Meski demikian, rakyat Indonesia waktu itu justru miskin dan terjajah. Kekayaan yang dihasilkan oleh VOC pun diangkut ke negara lain, yakni Belanda.
“Jadi, ketika kita terlalu fokus pada PDB, sebenarnya kita seperti dipaparkan kepada satu ilusi. Pertumbuhan ekonomi kita bagus, PDB per kapita tinggi, padahal di balik angka itu ada ketimpangan,” tuturnya. “Ada kelompok tertentu yang mendapatkan akses luar biasa, sementara mayoritas tidak mendapatkannya.”
Wijayanto juga menyebutkan, rencana Prabowo untuk mencapai pertumbuhan ekonomi sebesar 8 persen mustahil untuk diraih dalam jangka pendek.

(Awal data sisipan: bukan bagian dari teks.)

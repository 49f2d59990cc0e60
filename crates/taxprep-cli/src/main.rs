//! taxprep CLI - HTTP API for the tax-preparation product.

use clap::{Parser, Subcommand};
use tracing_subscriber::fmt::format::FmtSpan;

use taxprep_config::TaxprepConfig;

mod commands;
mod output;

/// taxprep - License, badge and certificate API.
#[derive(Debug, Parser)]
#[command(name = "taxprep", version, about)]
struct Cli {
    /// Configuration file path.
    #[arg(short, long, global = true)]
    config: Option<String>,

    /// Verbosity level (-v, -vv).
    #[arg(short, long, action = clap::ArgAction::Count, global = true)]
    verbose: u8,

    /// Log output format: plain (default) or json (for log aggregation).
    #[arg(long, global = true, default_value = "plain", value_parser = ["plain", "json"])]
    log_format: String,

    #[command(subcommand)]
    command: Commands,
}

#[derive(Debug, Subcommand)]
enum Commands {
    /// Start the HTTP API server.
    Serve(commands::serve::ServeArgs),
    /// Print or check the effective configuration.
    Config(commands::config::ConfigArgs),
}

/// Picks the tracing filter: `-v` flags win over the configured level.
fn log_filter(verbose: u8, config: &TaxprepConfig) -> String {
    match verbose {
        0 => config.logging.level.clone(),
        1 => "debug".to_string(),
        _ => "trace".to_string(),
    }
}

#[tokio::main]
async fn main() -> anyhow::Result<()> {
    let cli = Cli::parse();

    let config = taxprep_config::load_config(cli.config.as_deref())?;

    // Initialize tracing.
    let filter = log_filter(cli.verbose, &config);
    match cli.log_format.as_str() {
        "json" => tracing_subscriber::fmt()
            .with_env_filter(filter)
            .json()
            .with_target(true)
            .with_span_events(FmtSpan::CLOSE)
            .init(),
        _ => tracing_subscriber::fmt().with_env_filter(filter).init(),
    };

    tracing::debug!("taxprep starting with config file: {:?}", cli.config);

    match &cli.command {
        Commands::Serve(args) => commands::serve::execute(args, config).await,
        Commands::Config(args) => commands::config::execute(args, &config),
    }
}
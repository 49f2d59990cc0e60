//! Error types for the HTTP transport layer.

use axum::{
    extract::rejection::JsonRejection,
    http::{header, StatusCode},
    response::{IntoResponse, Response},
    Json,
};
use serde_json::json;
use thiserror::Error;

use taxprep_types::{ErrorKind, TaxprepError};

/// Errors that can occur while starting or running the HTTP server.
#[derive(Debug, Error)]
pub enum HttpTransportError {
    /// Failed to bind to the TCP address.
    #[error("failed to bind on {addr}: {source}")]
    Bind {
        /// The address string.
        addr: String,
        /// The underlying I/O error.
        #[source]
        source: std::io::Error,
    },
    /// The HTTP server encountered an I/O error while serving.
    #[error("server error: {0}")]
    Serve(String),
}

/// A request failure rendered as `{"error": "<message>"}`.
#[derive(Debug, Error)]
pub enum ApiError {
    /// Missing or malformed bearer credential (401).
    #[error("Unauthorized")]
    Unauthorized,
    /// Credential accepted but the resource is refused (403).
    #[error("{0}")]
    Forbidden(String),
    /// Unknown resource or route (404).
    #[error("{0}")]
    NotFound(String),
    /// Path exists but not for this method (405).
    #[error("Method Not Allowed")]
    MethodNotAllowed,
    /// Malformed request body or parameters (422).
    #[error("{0}")]
    Validation(String),
}

impl ApiError {
    /// Returns the HTTP status for this error.
    pub fn status(&self) -> StatusCode {
        match self {
            Self::Unauthorized => StatusCode::UNAUTHORIZED,
            Self::Forbidden(_) => StatusCode::FORBIDDEN,
            Self::NotFound(_) => StatusCode::NOT_FOUND,
            Self::MethodNotAllowed => StatusCode::METHOD_NOT_ALLOWED,
            Self::Validation(_) => StatusCode::UNPROCESSABLE_ENTITY,
        }
    }
}

impl From<TaxprepError> for ApiError {
    fn from(err: TaxprepError) -> Self {
        match err.kind {
            ErrorKind::Forbidden => Self::Forbidden(err.message),
            ErrorKind::NotFound => Self::NotFound(err.message),
        }
    }
}

impl From<JsonRejection> for ApiError {
    fn from(rejection: JsonRejection) -> Self {
        Self::Validation(rejection.body_text())
    }
}

impl IntoResponse for ApiError {
    fn into_response(self) -> Response {
        let status = self.status();
        match self {
            Self::Unauthorized => (
                status,
                [(header::WWW_AUTHENTICATE, "Bearer")],
                Json(json!({"error": "Unauthorized"})),
            )
                .into_response(),
            Self::MethodNotAllowed => {
                (status, Json(json!({"error": "Method Not Allowed"}))).into_response()
            }
            Self::Forbidden(msg) | Self::NotFound(msg) | Self::Validation(msg) => {
                (status, Json(json!({"error": msg}))).into_response()
            }
        }
    }
}
//! License records, purchase orders and verification.

use std::fmt;
use std::num::NonZeroU64;

use chrono::NaiveDate;
use serde::{Deserialize, Serialize};

use crate::error::TaxprepError;

/// License id accepted by verification when nothing else is configured.
pub const DEFAULT_VALID_LICENSE_ID: &str = "valid-license";

/// Id assigned to every purchase order. Orders are never stored.
pub const PENDING_LICENSE_ID: u64 = 1;

const CURRENT_LICENSE_ID: &str = "license-001";
const CURRENT_ISSUED_AT: NaiveDate = date(2024, 1, 1);
const CURRENT_EXPIRES_AT: NaiveDate = date(2099, 12, 31);

/// Builds a calendar date at compile time.
pub(crate) const fn date(year: i32, month: u32, day: u32) -> NaiveDate {
    match NaiveDate::from_ymd_opt(year, month, day) {
        Some(d) => d,
        None => panic!("invalid calendar date"),
    }
}

/// Tier of a purchasable license.
#[derive(Debug, Clone, Copy, PartialEq, Eq, Hash, Serialize, Deserialize)]
#[serde(rename_all = "lowercase")]
pub enum LicenseType {
    Affiliate,
    Reseller,
    Enterprise,
}

impl LicenseType {
    /// Returns the wire name of the tier.
    pub fn as_str(&self) -> &'static str {
        match self {
            Self::Affiliate => "affiliate",
            Self::Reseller => "reseller",
            Self::Enterprise => "enterprise",
        }
    }
}

impl fmt::Display for LicenseType {
    fn fmt(&self, f: &mut fmt::Formatter<'_>) -> fmt::Result {
        f.write_str(self.as_str())
    }
}

/// Lifecycle label reported alongside a license.
#[derive(Debug, Clone, Copy, PartialEq, Eq, Serialize, Deserialize)]
#[serde(rename_all = "lowercase")]
pub enum LicenseStatus {
    Active,
    Pending,
    Verified,
}

/// The license held by the caller.
#[derive(Debug, Clone, PartialEq, Eq, Serialize, Deserialize)]
#[serde(rename_all = "camelCase")]
pub struct License {
    pub id: String,
    pub status: LicenseStatus,
    pub issued_at: NaiveDate,
    pub expires_at: NaiveDate,
}

impl License {
    /// The static license returned by `GET /licenses/current`.
    pub fn current() -> Self {
        Self {
            id: CURRENT_LICENSE_ID.to_string(),
            status: LicenseStatus::Active,
            issued_at: CURRENT_ISSUED_AT,
            expires_at: CURRENT_EXPIRES_AT,
        }
    }
}

/// Body of `POST /licenses/purchase`.
#[derive(Debug, Clone, PartialEq, Eq, Serialize, Deserialize)]
#[serde(rename_all = "camelCase")]
pub struct PurchaseRequest {
    pub license_type: LicenseType,
    /// Seat count; zero is rejected during deserialization.
    #[serde(default)]
    pub seats: Option<NonZeroU64>,
}

/// A purchase order, built fresh per request and never persisted.
#[derive(Debug, Clone, PartialEq, Eq, Serialize, Deserialize)]
#[serde(rename_all = "camelCase")]
pub struct PendingLicense {
    pub id: u64,
    pub license_type: LicenseType,
    pub seats: Option<NonZeroU64>,
    pub status: LicenseStatus,
}

impl From<PurchaseRequest> for PendingLicense {
    fn from(req: PurchaseRequest) -> Self {
        Self {
            id: PENDING_LICENSE_ID,
            license_type: req.license_type,
            seats: req.seats,
            status: LicenseStatus::Pending,
        }
    }
}

/// Body of `POST /licenses/verify`.
#[derive(Debug, Clone, PartialEq, Eq, Serialize, Deserialize)]
#[serde(rename_all = "camelCase")]
pub struct VerifyRequest {
    pub license_id: String,
}

/// Result of a successful verification.
#[derive(Debug, Clone, PartialEq, Eq, Serialize, Deserialize)]
pub struct VerifiedLicense {
    pub id: String,
    pub status: LicenseStatus,
}

/// Checks `req.license_id` against the accepted id (case-sensitive).
///
/// # Errors
///
/// Returns a `Forbidden` error if the ids differ.
pub fn verify_license(
    req: VerifyRequest,
    expected: &str,
) -> Result<VerifiedLicense, TaxprepError> {
    if req.license_id != expected {
        return Err(TaxprepError::forbidden("License is not valid"));
    }
    Ok(VerifiedLicense {
        id: req.license_id,
        status: LicenseStatus::Verified,
    })
}
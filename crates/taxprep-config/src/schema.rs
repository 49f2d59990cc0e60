//! Configuration schema types.

use serde::{Deserialize, Serialize};
use std::net::{IpAddr, Ipv4Addr, SocketAddr};

use taxprep_types::DEFAULT_VALID_LICENSE_ID;

/// Top-level taxprep configuration.
#[derive(Debug, Clone, Default, Serialize, Deserialize)]
#[serde(deny_unknown_fields)]
pub struct TaxprepConfig {
    /// HTTP listener settings.
    #[serde(default)]
    pub server: ServerConfig,
    /// License verification settings.
    #[serde(default)]
    pub licensing: LicensingConfig,
    /// Logging settings.
    #[serde(default)]
    pub logging: LoggingConfig,
}

/// HTTP listener configuration.
#[derive(Debug, Clone, Serialize, Deserialize)]
pub struct ServerConfig {
    /// Interface to bind.
    #[serde(default = "default_host")]
    pub host: IpAddr,
    /// TCP port to listen on.
    #[serde(default = "default_port")]
    pub port: u16,
    /// Path prefix for every route except `/health` (e.g. "/api").
    #[serde(default)]
    pub api_prefix: String,
}

impl ServerConfig {
    /// Returns the socket address to bind.
    pub fn addr(&self) -> SocketAddr {
        SocketAddr::new(self.host, self.port)
    }
}

impl Default for ServerConfig {
    fn default() -> Self {
        Self {
            host: default_host(),
            port: default_port(),
            api_prefix: String::new(),
        }
    }
}

fn default_host() -> IpAddr {
    IpAddr::V4(Ipv4Addr::UNSPECIFIED)
}
fn default_port() -> u16 {
    8000
}

/// License verification configuration.
#[derive(Debug, Clone, Serialize, Deserialize)]
pub struct LicensingConfig {
    /// The only license id `POST /licenses/verify` accepts.
    #[serde(default = "default_valid_license_id")]
    pub valid_license_id: String,
}

impl Default for LicensingConfig {
    fn default() -> Self {
        Self {
            valid_license_id: default_valid_license_id(),
        }
    }
}

fn default_valid_license_id() -> String {
    DEFAULT_VALID_LICENSE_ID.to_string()
}

/// Logging configuration.
#[derive(Debug, Clone, Serialize, Deserialize)]
pub struct LoggingConfig {
    /// Log level filter (e.g. "info", "debug", "taxprep=trace").
    #[serde(default = "default_log_level")]
    pub level: String,
}

impl Default for LoggingConfig {
    fn default() -> Self {
        Self {
            level: default_log_level(),
        }
    }
}

fn default_log_level() -> String {
    "info".to_string()
}
//! Unified error types for the taxprep domain layer.

use serde::{Deserialize, Serialize};
use std::fmt;

/// Classification of domain errors.
///
/// Every kind is terminal for the request that produced it; there is no
/// downstream dependency to retry against.
#[derive(Debug, Clone, Copy, PartialEq, Eq, Serialize, Deserialize)]
#[serde(rename_all = "snake_case")]
pub enum ErrorKind {
    /// Credential or license present but not accepted.
    Forbidden,
    /// Resource not found.
    NotFound,
}

/// Domain-level error with structured context.
#[derive(Debug, Clone, PartialEq, Eq, Serialize, Deserialize)]
pub struct TaxprepError {
    /// The kind of error.
    pub kind: ErrorKind,
    /// Human-readable error message.
    pub message: String,
    /// Optional additional context.
    pub context: Option<String>,
}

impl TaxprepError {
    /// Creates a new `TaxprepError`.
    pub fn new(kind: ErrorKind, message: impl Into<String>) -> Self {
        Self {
            kind,
            message: message.into(),
            context: None,
        }
    }

    /// Adds context to the error.
    pub fn with_context(mut self, context: impl Into<String>) -> Self {
        self.context = Some(context.into());
        self
    }

    /// Creates a forbidden error.
    pub fn forbidden(message: impl Into<String>) -> Self {
        Self::new(ErrorKind::Forbidden, message)
    }

    /// Creates a not-found error.
    pub fn not_found(message: impl Into<String>) -> Self {
        Self::new(ErrorKind::NotFound, message)
    }
}

impl fmt::Display for TaxprepError {
    fn fmt(&self, f: &mut fmt::Formatter<'_>) -> fmt::Result {
        write!(f, "[{:?}] {}", self.kind, self.message)?;
        if let Some(ctx) = &self.context {
            write!(f, " ({})", ctx)?;
        }
        Ok(())
    }
}

impl std::error::Error for TaxprepError {}
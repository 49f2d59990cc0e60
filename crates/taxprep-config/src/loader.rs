//! Configuration loader (defaults + file + env merge).

use std::path::Path;

use figment::providers::{Env, Format, Serialized, Toml};
use figment::Figment;
use thiserror::Error;

use crate::schema::TaxprepConfig;

/// Bare environment variable overriding `licensing.valid_license_id`.
pub const VALID_LICENSE_ID_ENV: &str = "VALID_LICENSE_ID";

/// Prefixed form of the same key; the `Env` provider would type `12345` as a number.
pub const PREFIXED_LICENSE_ID_ENV: &str = "TAXPREP_LICENSING__VALID_LICENSE_ID";

const LICENSE_ID_KEY: &str = "licensing.valid_license_id";

/// Errors from configuration loading.
#[derive(Debug, Error)]
pub enum ConfigError {
    /// Failed to load or merge configuration.
    #[error("configuration error: {0}")]
    Load(String),
    /// A value was loaded but is not usable.
    #[error("invalid {field}: {reason}")]
    Invalid {
        /// Dotted key of the offending value.
        field: &'static str,
        /// What is wrong with it.
        reason: String,
    },
}

/// Loads configuration by merging layers:
/// 1. Default values
/// 2. Config file (if given)
/// 3. Environment variables (`TAXPREP_` prefix, `__` separates sections)
/// 4. `TAXPREP_LICENSING__VALID_LICENSE_ID` then `VALID_LICENSE_ID`, taken verbatim
pub fn load_config(config_path: Option<&str>) -> Result<TaxprepConfig, ConfigError> {
    let mut figment = Figment::from(Serialized::defaults(TaxprepConfig::default()));

    if let Some(path) = config_path {
        if !Path::new(path).is_file() {
            return Err(ConfigError::Load(format!("config file not found: {path}")));
        }
        figment = figment.merge(Toml::file(path));
    }

    figment = figment.merge(Env::prefixed("TAXPREP_").split("__"));

    // Read verbatim so numeric-looking ids stay strings.
    for var in [PREFIXED_LICENSE_ID_ENV, VALID_LICENSE_ID_ENV] {
        if let Ok(id) = std::env::var(var) {
            figment = figment.merge(Serialized::default(LICENSE_ID_KEY, id));
        }
    }

    let config: TaxprepConfig = figment
        .extract()
        .map_err(|e| ConfigError::Load(e.to_string()))?;
    validate(&config)?;
    Ok(config)
}

/// Checks cross-field constraints serde cannot express.
pub fn validate(config: &TaxprepConfig) -> Result<(), ConfigError> {
    if config.licensing.valid_license_id.is_empty() {
        return Err(ConfigError::Invalid {
            field: "licensing.valid_license_id",
            reason: "must not be empty".into(),
        });
    }

    let prefix = config.server.api_prefix.as_str();
    if !prefix.is_empty() && (!prefix.starts_with('/') || prefix.ends_with('/')) {
        return Err(ConfigError::Invalid {
            field: "server.api_prefix",
            reason: format!("'{prefix}' must start with '/' and must not end with '/'"),
        });
    }

    Ok(())
}

#[cfg(test)]
mod tests {
    use super::*;

    #[test]
    fn default_config_is_valid() {
        assert!(validate(&TaxprepConfig::default()).is_ok());
    }

    #[test]
    fn empty_license_id_rejected() {
        let mut config = TaxprepConfig::default();
        config.licensing.valid_license_id.clear();
        let err = validate(&config).unwrap_err();
        assert!(err.to_string().contains("licensing.valid_license_id"));
    }

    #[test]
    fn prefix_without_leading_slash_rejected() {
        let mut config = TaxprepConfig::default();
        config.server.api_prefix = "api".into();
        assert!(validate(&config).is_err());
    }

    #[test]
    fn prefix_with_trailing_slash_rejected() {
        let mut config = TaxprepConfig::default();
        config.server.api_prefix = "/api/".into();
        assert!(validate(&config).is_err());
    }

    #[test]
    fn api_prefix_accepted() {
        let mut config = TaxprepConfig::default();
        config.server.api_prefix = "/api".into();
        assert!(validate(&config).is_ok());
    }
}
//! Route handlers.

use axum::{
    extract::{rejection::JsonRejection, Path, State},
    http::{header, StatusCode},
    response::{IntoResponse, Response},
    Json,
};
use serde::Serialize;
use serde_json::{json, Value};

use taxprep_types::{
    badges, certificate_document, certificates, verify_license, Badge, Certificate, License,
    PendingLicense, PurchaseRequest, VerifiedLicense, VerifyRequest, PDF_MEDIA_TYPE,
};

use crate::error::ApiError;
use crate::router::AppState;

const PDF_DISPOSITION: &str = "attachment; filename=\"certificate.pdf\"";

/// A catalog certificate plus the path it downloads from.
#[derive(Debug, Serialize)]
#[serde(rename_all = "camelCase")]
pub(crate) struct CertificateListing {
    #[serde(flatten)]
    certificate: Certificate,
    download_url: String,
}

pub(crate) async fn handle_health() -> Json<Value> {
    Json(json!({"status": "ok"}))
}

pub(crate) async fn handle_current_license() -> Json<License> {
    Json(License::current())
}

pub(crate) async fn handle_verify(
    State(state): State<AppState>,
    body: Result<Json<VerifyRequest>, JsonRejection>,
) -> Result<Json<VerifiedLicense>, ApiError> {
    let Json(req) = body?;
    match verify_license(req, &state.valid_license_id) {
        Ok(verified) => Ok(Json(verified)),
        Err(e) => {
            tracing::debug!(error = %e, "license verification refused");
            Err(e.into())
        }
    }
}

pub(crate) async fn handle_purchase(
    body: Result<Json<PurchaseRequest>, JsonRejection>,
) -> Result<(StatusCode, Json<PendingLicense>), ApiError> {
    let Json(req) = body?;
    let pending = PendingLicense::from(req);
    tracing::info!(
        license_type = %pending.license_type,
        seats = ?pending.seats,
        "license purchase accepted"
    );
    Ok((StatusCode::CREATED, Json(pending)))
}

pub(crate) async fn handle_list_badges() -> Json<Vec<Badge>> {
    Json(badges())
}

pub(crate) async fn handle_list_certificates(
    State(state): State<AppState>,
) -> Json<Vec<CertificateListing>> {
    let listings = certificates()
        .into_iter()
        .map(|certificate| CertificateListing {
            download_url: format!(
                "{}/certificates/{}/download",
                state.api_prefix, certificate.id
            ),
            certificate,
        })
        .collect();
    Json(listings)
}

pub(crate) async fn handle_download_certificate(
    Path(certificate_id): Path<String>,
) -> Result<Response, ApiError> {
    let pdf = certificate_document(&certificate_id)?;
    Ok((
        [
            (header::CONTENT_TYPE, PDF_MEDIA_TYPE),
            (header::CONTENT_DISPOSITION, PDF_DISPOSITION),
            (header::CACHE_CONTROL, "no-store"),
        ],
        pdf,
    )
        .into_response())
}

pub(crate) async fn handle_not_found() -> ApiError {
    ApiError::NotFound("Not Found".into())
}

/// Gives axum's bare `405` the same JSON body as every other error.
pub(crate) async fn json_method_not_allowed(resp: Response) -> Response {
    if resp.status() != StatusCode::METHOD_NOT_ALLOWED {
        return resp;
    }
    let allow = resp.headers().get(header::ALLOW).cloned();
    let mut out = ApiError::MethodNotAllowed.into_response();
    if let Some(allow) = allow {
        out.headers_mut().insert(header::ALLOW, allow);
    }
    out
}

Alasannya, karena Indonesia masih memiliki rasio investasi terhadap pertumbuhan atau incremental capital-output ratio (ICOR) yang tinggi dan perlu ditekan.
Wijayanto mencontohkan beberapa hal yang membuat ICOR Indonesia tinggi di bawah pemerintahan Presiden Jokowi. Dua hal tersebut adalah proyek kereta cepat yang dinilai berdampak minim terhadap ekonomi dan Ibu Kota Nusantara (IKN) yang ia bilang dibangun tanpa perencanaan matang.
“Kalau kita ingin perekonomian tumbuh tinggi, maka ICOR harus kita turunkan. Efisiensi ekonomi harus kita tingkatkan. Korupsi ditekan. Regulasi harus efisien. Birokrasi harus melayani dan efektif,” ujarnya.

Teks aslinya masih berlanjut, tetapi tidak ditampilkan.